By Datuk Ts Dr. Hj Ramli Amir, former President of the Chartered Institute of Logistics and Transport (CILT) Malaysia and Vice-President of CILT International for Southeast Asia
KOTA KINABALU: Malaysia’s economy, by most conventional measures, appears to be on a stable footing.
Growth has resumed, employment remains high, and official indicators point to resilience after years of global disruption. Yet beneath these reassuring averages lies a quieter, more uncomfortable truth: many Malaysians feel financially stretched, anxious, and uncertain about the future.
This disconnect is not merely a matter of perception. It reflects the reality of a K-shaped economy.
A K-shaped economy describes a situation in which different segments of society move in opposite directions simultaneously. The “upper arm” of the K points upward, representing households and sectors that are advancing—those with stable incomes, assets, and access to opportunity.
The “lower arm” slopes downward, capturing those whose wages lag behind rising costs, whose savings are thin, and whose economic exposure is largely to prices and debt.
At the upper end of Malaysia’s K-shape are asset owners, professionals, and business operators in capital-intensive or export-linked sectors. Rising property values in prime urban areas, resilient corporate earnings, and exposure to financial markets have strengthened balance sheets.
For these households, the economic recovery feels real. Asset appreciation builds confidence, which in turn sustains spending on travel, services, dining, and other discretionary consumption. This spending feeds into GDP growth and reinforces the narrative of a healthy economy.
The lower arm tells a very different story. Many B40 households and a significant share of the M40 experience the economy primarily through the cost of living. Food prices, rents, utilities, transport, childcare, education, and healthcare have risen steadily, and in many cases permanently, since the pandemic.
While wages have increased in nominal terms, they have often failed to keep pace with these recurring expenses. Employment may be available, but income security is increasingly fragile.
This divergence explains why headline indicators can look strong while household sentiment remains subdued. GDP measures total output and spending, not how income and opportunity are distributed.
When higher-income households spend more—fuelled by asset gains or business income—the economy grows even though a large share of the population is cutting back or relying more heavily on credit to maintain basic consumption.
Malaysia’s high household debt amplifies this effect. Consumption continues, but increasingly at the expense of thinner buffers and higher financial stress.
Borrowing-driven spending still counts as growth, even when it leaves households more exposed to shocks. From a statistical perspective, the economy expands.
From a lived perspective, resilience erodes.

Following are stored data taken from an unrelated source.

// Copyright 2026 Hypermesh Foundation. All rights reserved.
// Cyberwheel Simulation Core - Firewall Rules

//! Inbound firewall rules and their evaluation.
//!
//! A rule list guards traffic *into* the object that owns it. The most
//! specific applicable rule decides; an object with no rule list at all lets
//! everything through, while a defined list with no applicable rule denies.

use std::fmt;

use serde::{Deserialize, Serialize};

use super::NetworkError;
use crate::types::Protocol;

pub const MAX_PORT: u32 = 65_535;

// Source specificity ranks. Port and protocol each add one bit below these.
const SRC_EXACT: u8 = 3;
const SRC_SUBNET: u8 = 2;
const SRC_ROUTER: u8 = 1;
const SRC_ANY: u8 = 0;

// ─── Selectors ───────────────────────────────────────────────────────────────

/// `all` or a single validated port.
#[derive(Debug, Clone, Copy, PartialEq, Eq, Hash, Default, Serialize, Deserialize)]
#[serde(try_from = "RawSelector", into = "String")]
pub enum PortSelector {
    #[default]
    All,
    Port(u16),
}

impl PortSelector {
    /// # Errors
    /// [`NetworkError::InvalidPort`] outside `1..=65535`.
    pub fn number(port: u32) -> Result<Self, NetworkError> {
        if (1..=MAX_PORT).contains(&port) {
            Ok(PortSelector::Port(port as u16))
        } else {
            Err(NetworkError::InvalidPort(port.to_string()))
        }
    }

    /// Accepts `all` (any case) or a decimal port number.
    ///
    /// # Errors
    /// [`NetworkError::InvalidPort`] for anything else.
    pub fn parse(s: &str) -> Result<Self, NetworkError> {
        let trimmed = s.trim();
        if trimmed.eq_ignore_ascii_case("all") {
            return Ok(PortSelector::All);
        }
        let port: u32 = trimmed
            .parse()
            .map_err(|_| NetworkError::InvalidPort(s.to_string()))?;
        Self::number(port)
    }
}

impl fmt::Display for PortSelector {
    fn fmt(&self, f: &mut fmt::Formatter<'_>) -> fmt::Result {
        match self {
            PortSelector::All => f.write_str("all"),
            PortSelector::Port(p) => write!(f, "{p}"),
        }
    }
}

impl From<PortSelector> for String {
    fn from(p: PortSelector) -> Self {
        p.to_string()
    }
}

/// `all` or a single protocol.
#[derive(Debug, Clone, Copy, PartialEq, Eq, Hash, Default, Serialize, Deserialize)]
#[serde(try_from = "RawSelector", into = "String")]
pub enum ProtoSelector {
    #[default]
    All,
    Proto(Protocol),
}

impl ProtoSelector {
    /// # Errors
    /// [`NetworkError::InvalidProtocol`] for anything but `all`/tcp/udp/icmp.
    pub fn parse(s: &str) -> Result<Self, NetworkError> {
        if s.trim().eq_ignore_ascii_case("all") {
            Ok(ProtoSelector::All)
        } else {
            Ok(ProtoSelector::Proto(s.parse()?))
        }
    }
}

impl fmt::Display for ProtoSelector {
    fn fmt(&self, f: &mut fmt::Formatter<'_>) -> fmt::Result {
        match self {
            ProtoSelector::All => f.write_str("all"),
            ProtoSelector::Proto(p) => write!(f, "{p}"),
        }
    }
}

impl From<ProtoSelector> for String {
    fn from(p: ProtoSelector) -> Self {
        p.to_string()
    }
}

/// YAML lets ports be written bare (`22`) or quoted (`"all"`).
#[derive(Deserialize)]
#[serde(untagged)]
enum RawSelector {
    Number(u32),
    Text(String),
}

impl TryFrom<RawSelector> for PortSelector {
    type Error = NetworkError;

    fn try_from(raw: RawSelector) -> Result<Self, Self::Error> {
        match raw {
            RawSelector::Number(n) => PortSelector::number(n),
            RawSelector::Text(s) => PortSelector::parse(&s),
        }
    }
}

impl TryFrom<RawSelector> for ProtoSelector {
    type Error = NetworkError;

    fn try_from(raw: RawSelector) -> Result<Self, Self::Error> {
        match raw {
            RawSelector::Number(n) => Err(NetworkError::InvalidProtocol(n.to_string())),
            RawSelector::Text(s) => ProtoSelector::parse(&s),
        }
    }
}

// ─── FirewallRule ────────────────────────────────────────────────────────────

#[derive(Debug, Clone, Copy, PartialEq, Eq, Default, Serialize, Deserialize)]
#[serde(rename_all = "lowercase")]
pub enum RuleAction {
    #[default]
    Allow,
    Deny,
}

fn default_rule_name() -> String {
    "allow all".to_string()
}

fn default_src() -> String {
    "all".to_string()
}

#[derive(Debug, Clone, PartialEq, Serialize, Deserialize)]
pub struct FirewallRule {
    #[serde(default = "default_rule_name")]
    pub name: String,
    /// Node name, subnet name, router name or `all`.
    #[serde(default = "default_src")]
    pub src: String,
    #[serde(default)]
    pub port: PortSelector,
    #[serde(default)]
    pub proto: ProtoSelector,
    #[serde(default)]
    pub action: RuleAction,
    #[serde(default)]
    pub desc: Option<String>,
}

impl Default for FirewallRule {
    fn default() -> Self {
        Self {
            name: default_rule_name(),
            src: default_src(),
            port: PortSelector::All,
            proto: ProtoSelector::All,
            action: RuleAction::Allow,
            desc: None,
        }
    }
}

impl FirewallRule {
    pub fn allow(name: &str, src: &str, port: PortSelector, proto: ProtoSelector) -> Self {
        Self {
            name: name.to_string(),
            src: src.to_string(),
            port,
            proto,
            action: RuleAction::Allow,
            desc: None,
        }
    }

    pub fn deny(name: &str, src: &str, port: PortSelector, proto: ProtoSelector) -> Self {
        Self {
            action: RuleAction::Deny,
            ..Self::allow(name, src, port, proto)
        }
    }

    /// Specificity of this rule for the given traffic, or `None` if the rule
    /// does not apply.
    fn specificity(&self, src: &TrafficSource<'_>, port: PortSelector, proto: Protocol) -> Option<u8> {
        let src_rank = if self.src == src.name {
            SRC_EXACT
        } else if src.subnet == Some(self.src.as_str()) {
            SRC_SUBNET
        } else if src.router == Some(self.src.as_str()) {
            SRC_ROUTER
        } else if self.src.eq_ignore_ascii_case("all") {
            SRC_ANY
        } else {
            return None;
        };

        // ICMP is layer 3: the port selector never excludes it
        let port_rank = match (proto, self.port) {
            (Protocol::Icmp, _) => 0,
            (_, PortSelector::All) => 0,
            (_, rule_port) if rule_port == port => 1,
            _ => return None,
        };

        let proto_rank = match self.proto {
            ProtoSelector::All => 0,
            ProtoSelector::Proto(p) if p == proto => 1,
            ProtoSelector::Proto(_) => return None,
        };

        Some(src_rank * 4 + port_rank * 2 + proto_rank)
    }
}

/// Who the traffic comes from, with the names a rule's `src` can match.
#[derive(Debug, Clone, Copy)]
pub struct TrafficSource<'a> {
    pub name: &'a str,
    pub subnet: Option<&'a str>,
    pub router: Option<&'a str>,
}

/// Decide one object's verdict. Deterministic: no randomness, ties resolved
/// by rule order.
pub fn evaluate(
    rules: Option<&[FirewallRule]>,
    src: &TrafficSource<'_>,
    port: PortSelector,
    proto: Protocol,
) -> bool {
    let Some(rules) = rules else {
        return true;
    };

    let mut best: Option<&FirewallRule> = None;
    let mut best_score: i16 = -1;

    for rule in rules {
        if let Some(score) = rule.specificity(src, port, proto) {
            if i16::from(score) > best_score {
                best_score = i16::from(score);
                best = Some(rule);
            }
        }
    }

    matches!(best, Some(rule) if rule.action == RuleAction::Allow)
}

Housing illustrates the K-shape particularly clearly. For existing homeowners in desirable locations, property remains a store of wealth. For younger Malaysians and renters, especially in urban centres, housing is an increasing burden. Rising rents and high entry prices turn shelter into a recurring source of stress rather than a pathway to security.
This gap has generational consequences, shaping who can accumulate wealth and who remains perpetually vulnerable.
Labour market dynamics further widen the divide. High-skill, professional roles—often concentrated in the Klang Valley and major cities—offer better wage progression and greater flexibility. By contrast, workers in services, logistics, tourism, retail, and the informal economy face tighter margins and limited bargaining power. In Sabah and Sarawak, higher logistics costs and lower average wages mean that price increases bite harder, making the lower arm of the K even steeper.
Fiscal reform and subsidy rationalisation add another layer. While necessary for long-term sustainability, subsidy changes affect households unevenly. Higher-income groups are better placed to absorb price adjustments, whereas lower-income households feel them immediately, reinforcing the sense that economic adjustment carries unequal pain.
This is why public sentiment often diverges from official optimism. Policymakers speak in averages. Households live in specifics. National data smooths over differences, but people experience the economy through monthly expenses, debt obligations, and their ability—or inability—to save and plan ahead.
Ultimately, a K-shaped economy is not only about income inequality. It is about the inequality of exposure. Some Malaysians are exposed primarily to upside-down assets, opportunities, and flexibility. Others are exposed mainly to downside prices, debt, and shocks.
Over time, this divergence weakens social cohesion and erodes trust, even when growth continues.
Understanding Malaysia’s K-shaped economy matters because it reframes the policy question. The issue is no longer whether the economy is growing, but who that growth reaches and whether it strengthens resilience across society.
Growth that remains narrowly shared may look successful in the short term, but it carries long-term social and economic costs.
When Malaysians say the economy is doing well but does not feel good, they are not rejecting the data. They are describing life on the lower arm of the K—where growth exists, but relief does not.